That Sinking Feeling
Bad tests and overreliance on test results are enemies of good standards. Just look at what happened in Atlantis.
To grasp the impact that high-stakes tests are having on school reform in this country, imagine a 51st state. Let's say it's an island, the state of Atlantis. Because this imaginary island-state is slowly sinking into the sea, its schools teach only one subject: swimming. When the movement for higher standards reached Atlantis, it set off a frenzy of reform debate, a perfect mirror of what is happening in our 50 states.
First Atlantis set about creating content standards—what every student needs to know about swimming. Some adults on Atlantis wanted a simple "survival swimming" curriculum, which would teach children to tread water. Others wanted a rich curriculum in which all students would be taught the four competition strokes: butterfly, crawl, backstroke, and breaststroke. Rather than make hard decisions, it proved easier to include just about everything, and so Atlantis schools now teach everything from the dogpaddle on up.

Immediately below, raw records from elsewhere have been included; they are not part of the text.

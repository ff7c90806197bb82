//! Append messages to an MBOX archive and flush them to disk.

use std::fs::{File, OpenOptions};
use std::io::{BufWriter, Read, Seek, SeekFrom, Write};
use std::path::{Path, PathBuf};

use chrono::{DateTime, Local};
use tracing::{debug, info, warn};

use crate::error::{FetchError, Result};
use crate::model::message::Message;
use crate::parser::mbox::needs_from_quoting;

/// Placeholder envelope sender; POP3 does not expose the real one.
pub const DEFAULT_ENVELOPE_SENDER: &str = "MAILER-DAEMON";

/// `asctime`-style date used on envelope lines (`Thu Jan  4 10:00:00 2024`).
const ENVELOPE_DATE_FORMAT: &str = "%a %b %e %H:%M:%S %Y";

/// Appends entries to an MBOX file.
pub struct MboxWriter {
    path: PathBuf,
    envelope_sender: String,
}

impl MboxWriter {
    pub fn new(path: impl Into<PathBuf>, envelope_sender: impl Into<String>) -> Self {
        Self {
            path: path.into(),
            envelope_sender: envelope_sender.into(),
        }
    }

    /// Append `messages` in order, stamped with the current local time.
    ///
    /// Returns only after the data has been flushed with `fsync`. An empty
    /// slice leaves the file untouched.
    pub fn append(&self, messages: &[Message]) -> Result<usize> {
        self.append_at(messages, Local::now())
    }

    /// Like [`append`](Self::append) with an explicit envelope timestamp.
    pub fn append_at(&self, messages: &[Message], now: DateTime<Local>) -> Result<usize> {
        if messages.is_empty() {
            return Ok(0);
        }

        let created = !self.path.exists();
        let mut file =
            open_for_append(&self.path).map_err(|e| FetchError::archive_write(&self.path, e))?;
        let padding =
            separator_padding(&mut file).map_err(|e| FetchError::archive_write(&self.path, e))?;
        let mut out = BufWriter::new(file);
        if !padding.is_empty() {
            warn!(
                path = %self.path.display(),
                "Archive does not end with a blank line, closing the last entry"
            );
            out.write_all(padding)
                .map_err(|e| FetchError::archive_write(&self.path, e))?;
        }

        for message in messages {
            debug!(
                number = message.number.get(),
                bytes = message.content.len(),
                "Appending message to archive"
            );
            write_entry(&mut out, &self.envelope_sender, now, &message.content)
                .map_err(|e| FetchError::archive_write(&self.path, e))?;
        }

        let file = out
            .into_inner()
            .map_err(|e| FetchError::archive_write(&self.path, e.into_error()))?;
        file.sync_all()
            .map_err(|e| FetchError::archive_write(&self.path, e))?;
        if created {
            sync_parent_dir(&self.path).map_err(|e| FetchError::archive_write(&self.path, e))?;
        }

        info!(
            path = %self.path.display(),
            count = messages.len(),
            "Archive flushed to disk"
        );
        Ok(messages.len())
    }
}

/// Write one MBOX entry: envelope line, quoted body, separator blank line.
pub fn write_entry<W: Write>(
    out: &mut W,
    envelope_sender: &str,
    date: DateTime<Local>,
    content: &[u8],
) -> std::io::Result<()> {
    writeln!(
        out,
        "From {} {}",
        envelope_sender,
        date.format(ENVELOPE_DATE_FORMAT)
    )?;

    for line in content.split_inclusive(|&b| b == b'\n') {
        if needs_from_quoting(line) {
            out.write_all(b">")?;
        }
        out.write_all(line)?;
    }

    if !content.is_empty() && !content.ends_with(b"\n") {
        out.write_all(b"\n")?;
    }
    out.write_all(b"\n")
}

/// Bytes needed so the next envelope starts after a blank line.
///
/// Empty for a new or empty file.
fn separator_padding(file: &mut File) -> std::io::Result<&'static [u8]> {
    let len = file.seek(SeekFrom::End(0))?;
    if len == 0 {
        return Ok(b"");
    }
    let tail_len = len.min(2);
    file.seek(SeekFrom::End(-(tail_len as i64)))?;
    let mut tail = [0u8; 2];
    let tail = &mut tail[..tail_len as usize];
    file.read_exact(tail)?;

    let padding: &'static [u8] = if tail.ends_with(b"\n\n") || tail == b"\n" {
        b""
    } else if tail.ends_with(b"\n") {
        b"\n"
    } else {
        b"\n\n"
    };
    Ok(padding)
}

/// Open for append, creating the file owner-only (`0600`) if needed.
fn open_for_append(path: &Path) -> std::io::Result<File> {
    let mut options = OpenOptions::new();
    options.read(true).create(true).append(true);
    #[cfg(unix)]
    {
        use std::os::unix::fs::OpenOptionsExt;
        options.mode(0o600);
    }
    options.open(path)
}

/// Persist the directory entry of a newly created archive.
#[cfg(unix)]
fn sync_parent_dir(path: &Path) -> std::io::Result<()> {
    let parent = match path.parent() {
        Some(p) if !p.as_os_str().is_empty() => p,
        _ => Path::new("."),
    };
    File::open(parent)?.sync_all()
}

#[cfg(not(unix))]
fn sync_parent_dir(_path: &Path) -> std::io::Result<()> {
    Ok(())
}

#[cfg(test)]
mod tests {
    use super::*;
    use chrono::TimeZone;

    fn fixed_date() -> DateTime<Local> {
        Local.with_ymd_and_hms(2024, 1, 4, 10, 0, 0).unwrap()
    }

    fn entry(content: &[u8]) -> String {
        let mut out = Vec::new();
        write_entry(&mut out, "MAILER-DAEMON", fixed_date(), content).unwrap();
        String::from_utf8(out).unwrap()
    }

    #[test]
    fn test_envelope_line_format() {
        let text = entry(b"Subject: hi\n\nbody\n");
        assert!(text.starts_with("From MAILER-DAEMON Thu Jan  4 10:00:00 2024\n"));
        assert!(text.ends_with("body\n\n"));
    }

    #[test]
    fn test_missing_final_newline_is_added() {
        let text = entry(b"Subject: hi\n\nno newline");
        assert!(text.ends_with("no newline\n\n"));
    }

    #[test]
    fn test_from_lines_in_body_are_quoted() {
        let text = entry(b"Subject: hi\n\nFrom the top\n>From before\nFromage\n");
        assert!(text.contains("\n>From the top\n"));
        assert!(text.contains("\n>>From before\n"));
        assert!(text.contains("\nFromage\n"));
    }

    #[test]
    fn test_crlf_content_kept_verbatim() {
        let text = entry(b"Subject: hi\r\n\r\nbody\r\n");
        assert!(text.contains("Subject: hi\r\n\r\nbody\r\n\n"));
    }

    #[test]
    fn test_append_empty_does_not_create_file() {
        let dir = tempfile::tempdir().unwrap();
        let path = dir.path().join("out.mbox");
        let writer = MboxWriter::new(&path, DEFAULT_ENVELOPE_SENDER);
        assert_eq!(writer.append(&[]).unwrap(), 0);
        assert!(!path.exists());
    }

    #[cfg(unix)]
    #[test]
    fn test_new_archive_is_owner_only() {
        use crate::model::message::MessageNumber;
        use std::os::unix::fs::PermissionsExt;

        let dir = tempfile::tempdir().unwrap();
        let path = dir.path().join("out.mbox");
        let writer = MboxWriter::new(&path, DEFAULT_ENVELOPE_SENDER);
        let msg = Message::new(MessageNumber::new(1).unwrap(), "Subject: x\n\nbody\n");
        assert_eq!(writer.append(&[msg]).unwrap(), 1);
        let mode = std::fs::metadata(&path).unwrap().permissions().mode();
        assert_eq!(mode & 0o777, 0o600);
    }

    #[test]
    fn test_append_into_missing_directory_fails() {
        use crate::model::message::MessageNumber;

        let dir = tempfile::tempdir().unwrap();
        let path = dir.path().join("missing").join("out.mbox");
        let writer = MboxWriter::new(&path, DEFAULT_ENVELOPE_SENDER);
        let msg = Message::new(MessageNumber::new(1).unwrap(), "Subject: x\n\nbody\n");
        let err = writer.append(&[msg]).unwrap_err();
        assert!(matches!(err, FetchError::ArchiveWrite { .. }));
    }
}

Establishing performance standards came next. Performance standards set the levels of skill and knowledge a student must demonstrate to pass or to earn distinction. After prolonged debate, Atlantis adopted four performance levels: advanced, proficient, basic, and below basic. "Advanced" swimmers must be able to swim four laps—one of each competition stroke—in less than nine minutes, while "proficient" swimmers must complete the laps in under 15 minutes.

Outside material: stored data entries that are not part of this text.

//! Application configuration.
//!
//! Configuration is loaded from a TOML file at:
//! 1. `$MBOXFETCH_CONFIG` (environment variable)
//! 2. `~/.config/mboxfetch/config.toml` (Linux/macOS)
//!    `%APPDATA%\mboxfetch\config.toml` (Windows)
//! 3. Built-in defaults
//!
//! Command-line flags override every value read here.

use std::path::PathBuf;
use std::time::Duration;

use serde::{Deserialize, Serialize};

use crate::pop3::DEFAULT_PORT;
use crate::store::writer::DEFAULT_ENVELOPE_SENDER;

/// Top-level configuration.
#[derive(Debug, Clone, Default, Serialize, Deserialize)]
#[serde(default)]
pub struct Config {
    /// General behavior settings.
    pub general: GeneralConfig,
    /// Mail server connection.
    pub server: ServerConfig,
    /// Local archive settings.
    pub archive: ArchiveConfig,
}

/// General behavior settings.
#[derive(Debug, Clone, Serialize, Deserialize)]
#[serde(default)]
pub struct GeneralConfig {
    /// Log level: "error", "warn", "info", "debug", "trace".
    pub log_level: String,
    /// Override the directory for the log file.
    pub log_dir: Option<PathBuf>,
}

/// Mail server connection.
#[derive(Clone, Serialize, Deserialize)]
#[serde(default)]
pub struct ServerConfig {
    /// POP3S host name.
    pub host: Option<String>,
    /// POP3S port.
    pub port: u16,
    /// Login name.
    pub username: Option<String>,
    /// Password. Prefer `MBOXFETCH_PASSWORD` over storing it here.
    pub password: Option<String>,
    /// Socket timeout in seconds for connect, read and write.
    pub timeout_secs: u64,
}

/// Local archive settings.
#[derive(Debug, Clone, Serialize, Deserialize)]
#[serde(default)]
pub struct ArchiveConfig {
    /// MBOX file to append to.
    pub path: PathBuf,
    /// Sender written on every `From ` envelope line.
    pub envelope_sender: String,
}

// ── Default implementations ─────────────────────────────────────

impl Default for GeneralConfig {
    fn default() -> Self {
        Self {
            log_level: "info".to_string(),
            log_dir: None,
        }
    }
}

impl Default for ServerConfig {
    fn default() -> Self {
        Self {
            host: None,
            port: DEFAULT_PORT,
            username: None,
            password: None,
            timeout_secs: 60,
        }
    }
}

impl Default for ArchiveConfig {
    fn default() -> Self {
        Self {
            path: PathBuf::from("./messages.mbox"),
            envelope_sender: DEFAULT_ENVELOPE_SENDER.to_string(),
        }
    }
}

impl ServerConfig {
    pub fn timeout(&self) -> Duration {
        Duration::from_secs(self.timeout_secs.max(1))
    }
}

impl std::fmt::Debug for ServerConfig {
    fn fmt(&self, f: &mut std::fmt::Formatter<'_>) -> std::fmt::Result {
        f.debug_struct("ServerConfig")
            .field("host", &self.host)
            .field("port", &self.port)
            .field("username", &self.username)
            .field("password", &self.password.as_ref().map(|_| "<redacted>"))
            .field("timeout_secs", &self.timeout_secs)
            .finish()
    }
}

// ── Load ────────────────────────────────────────────────────────

/// Load configuration, searching standard locations.
///
/// Returns the default configuration if no file is found or on parse error.
pub fn load_config() -> Config {
    if let Some(path) = config_file_path() {
        if path.exists() {
            match std::fs::read_to_string(&path) {
                Ok(contents) => match toml::from_str::<Config>(&contents) {
                    Ok(cfg) => {
                        tracing::info!(path = %path.display(), "Loaded config");
                        return cfg;
                    }
                    Err(e) => {
                        tracing::warn!(
                            path = %path.display(),
                            error = %e,
                            "Failed to parse config, using defaults"
                        );
                    }
                },
                Err(e) => {
                    tracing::warn!(
                        path = %path.display(),
                        error = %e,
                        "Failed to read config file, using defaults"
                    );
                }
            }
        }
    }
    Config::default()
}

/// Determine the config file path (checking env var first, then standard dirs).
pub fn config_file_path() -> Option<PathBuf> {
    if let Ok(env_path) = std::env::var("MBOXFETCH_CONFIG") {
        return Some(PathBuf::from(env_path));
    }

    dirs::config_dir().map(|d| d.join("mboxfetch").join("config.toml"))
}

/// Return the directory for the log file.
pub fn log_dir(config: &Config) -> PathBuf {
    if let Some(ref dir) = config.general.log_dir {
        return dir.clone();
    }
    dirs::cache_dir()
        .unwrap_or_else(|| PathBuf::from("."))
        .join("mboxfetch")
}

#[cfg(test)]
mod tests {
    use super::*;

    #[test]
    fn test_default_config() {
        let cfg = Config::default();
        assert_eq!(cfg.server.port, 995);
        assert_eq!(cfg.server.timeout_secs, 60);
        assert!(cfg.server.host.is_none());
        assert_eq!(cfg.archive.path, PathBuf::from("./messages.mbox"));
        assert_eq!(cfg.archive.envelope_sender, "MAILER-DAEMON");
        assert_eq!(cfg.general.log_level, "info");
    }

    #[test]
    fn test_partial_config_uses_defaults() {
        let partial = r#"
[server]
host = "pop.example.com"
username = "me"

[archive]
path = "/var/mail/me.mbox"
"#;
        let cfg: Config = toml::from_str(partial).expect("parse partial");
        assert_eq!(cfg.server.host.as_deref(), Some("pop.example.com"));
        assert_eq!(cfg.server.username.as_deref(), Some("me"));
        assert_eq!(cfg.archive.path, PathBuf::from("/var/mail/me.mbox"));
        // Other fields use defaults
        assert_eq!(cfg.server.port, 995);
        assert_eq!(cfg.archive.envelope_sender, "MAILER-DAEMON");
    }

    #[test]
    fn test_debug_redacts_password() {
        let mut cfg = ServerConfig::default();
        cfg.password = Some("hunter2".to_string());
        let text = format!("{cfg:?}");
        assert!(!text.contains("hunter2"));
        assert!(text.contains("redacted"));
    }

    #[test]
    fn test_zero_timeout_is_clamped() {
        let cfg = ServerConfig {
            timeout_secs: 0,
            ..Default::default()
        };
        assert_eq!(cfg.timeout(), Duration::from_secs(1));
    }
}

Atlantis decided that "basic" swimmers would earn diplomas simply by finishing, no matter how long it took. This last decision angered educational conservatives, who accused Atlantis education officials of watering down the curriculum.

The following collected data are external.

//! Run statistics reported at the end of every run.

use serde::Serialize;

use super::message::MessageNumber;
use crate::error::FetchError;

/// A `DELE` that failed. The run keeps going after recording it.
#[derive(Debug)]
pub struct DeletionFailure {
    pub number: MessageNumber,
    pub error: FetchError,
}

/// Counts collected during one run. Purely observational, never persisted.
#[derive(Debug, Default, Serialize)]
pub struct RunOutcome {
    /// Messages fetched from the server.
    pub retrieved: usize,
    /// Total octets fetched.
    pub retrieved_bytes: u64,
    /// Fetched messages whose Message-ID was already in the archive.
    pub duplicates: usize,
    /// Messages appended to the archive in this run.
    pub archived: usize,
    /// Messages successfully marked for deletion on the server.
    pub deleted: usize,
    /// Whether deletion was suppressed for this run.
    pub kept_on_server: bool,
    /// Failed deletions, in the order they were attempted.
    #[serde(serialize_with = "serialize_failures")]
    pub deletion_failures: Vec<DeletionFailure>,
}

impl RunOutcome {
    /// The first deletion failure, which is the run's reported error.
    pub fn deletion_error(&self) -> Option<&FetchError> {
        self.deletion_failures.first().map(|f| &f.error)
    }

    /// True when the mailbox was empty and nothing happened.
    pub fn is_empty(&self) -> bool {
        self.retrieved == 0
    }
}

/// Serialized form of a [`DeletionFailure`]: the error as its message.
#[derive(Serialize)]
struct FailureView {
    number: MessageNumber,
    error: String,
}

fn serialize_failures<S>(failures: &[DeletionFailure], serializer: S) -> Result<S::Ok, S::Error>
where
    S: serde::Serializer,
{
    serializer.collect_seq(failures.iter().map(|f| FailureView {
        number: f.number,
        error: f.error.to_string(),
    }))
}

#[cfg(test)]
mod tests {
    use super::*;

    #[test]
    fn test_deletion_error_is_first_failure() {
        let mut outcome = RunOutcome::default();
        assert!(outcome.deletion_error().is_none());
        for n in [2, 5] {
            let number = MessageNumber::new(n).unwrap();
            outcome.deletion_failures.push(DeletionFailure {
                number,
                error: FetchError::Protocol {
                    command: format!("DELE {n}"),
                    number: Some(number),
                    reason: "-ERR no such message".into(),
                },
            });
        }
        let err = outcome.deletion_error().unwrap();
        assert_eq!(err.message_number().map(MessageNumber::get), Some(2));
    }

    #[test]
    fn test_json_shape() {
        let outcome = RunOutcome {
            retrieved: 3,
            duplicates: 2,
            archived: 1,
            deleted: 3,
            ..Default::default()
        };
        let value = serde_json::to_value(&outcome).unwrap();
        assert_eq!(value["retrieved"], 3);
        assert_eq!(value["duplicates"], 2);
        assert_eq!(value["deletion_failures"], serde_json::json!([]));
    }

    #[test]
    fn test_json_failures_carry_number_and_message() {
        let number = MessageNumber::new(4).unwrap();
        let outcome = RunOutcome {
            deletion_failures: vec![DeletionFailure {
                number,
                error: FetchError::Protocol {
                    command: "DELE 4".into(),
                    number: Some(number),
                    reason: "-ERR locked".into(),
                },
            }],
            ..Default::default()
        };
        let value = serde_json::to_value(&outcome).unwrap();
        let failure = &value["deletion_failures"][0];
        assert_eq!(failure["number"], 4);
        assert!(failure["error"].as_str().unwrap().contains("-ERR locked"));
    }
}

Students who fail to complete the four laps are in the "below basic" category. They either drown or drop out of school.
Atlantis simply ignored opportunity to learn standards. The idea behind this third type of standard is that it is unfair to hold students to performance standards unless conditions exist to give them a fair chance of meeting them. So, for example, for all Atlantis students to have a realistic chance of mastering the four strokes, they would be taught in lap pools by trained swimming coaches. However, trained swimming coaches are hard to find on Atlantis. Most schools have access to water (it's an island, after all), but swimming instruction is generally left to adults who swim recreationally.
Measuring learning was the next hurdle. Teachers wanted classroom grades and their professional judgment to count, but Atlantis decided that students had to prove they could swim. Then, however, they couldn't agree on how to test them. Requiring each student to swim a lap of at least one of the four strokes would be what educators call a valid test, just as testing writing skills by requiring students to write an essay is valid. Student flaws could be identified precisely and corrected immediately, and students could jump back in the pool and try again. Unfortunately, direct demonstration of skill is costly and time-consuming, and so Atlantis opted for a machine-scored, multiple-choice test of swimming. It ruled that students had to pass this test in order to graduate.
This decision had unintended effects on the curriculum at many Atlantis schools. Reporters found that students were swimming less, drilling more. And many schools eliminated enrichment programs in water polo, diving, and synchronized swimming in order to focus on the basics.
Responding to protests that a multiple-choice exam was not a valid test of swimming, Atlantis added an essay question: "In 250 words, describe what it feels like to swim a lap of the butterfly, with particular attention to the turn."
Parents in some wealthy Atlantis communities threatened to boycott the high-stakes test. As one Atlantis parent put it, "Our children learned to swim at home. We want our children playing water polo and learning to dive, not wasting time on drill."
Low-performing Atlantis students, many of them disadvantaged, seem to have benefited from multiple-choice exams, according to Atlantis. "Since the adoption of the multiple-choice format, drowning as a reason for nonattendance has been virtually eliminated," the report asserts. School records confirm this; last year only a handful of students stopped coming to school because they had drowned, all of them students in the "below basic" classes. The dropout rate, however, remains high.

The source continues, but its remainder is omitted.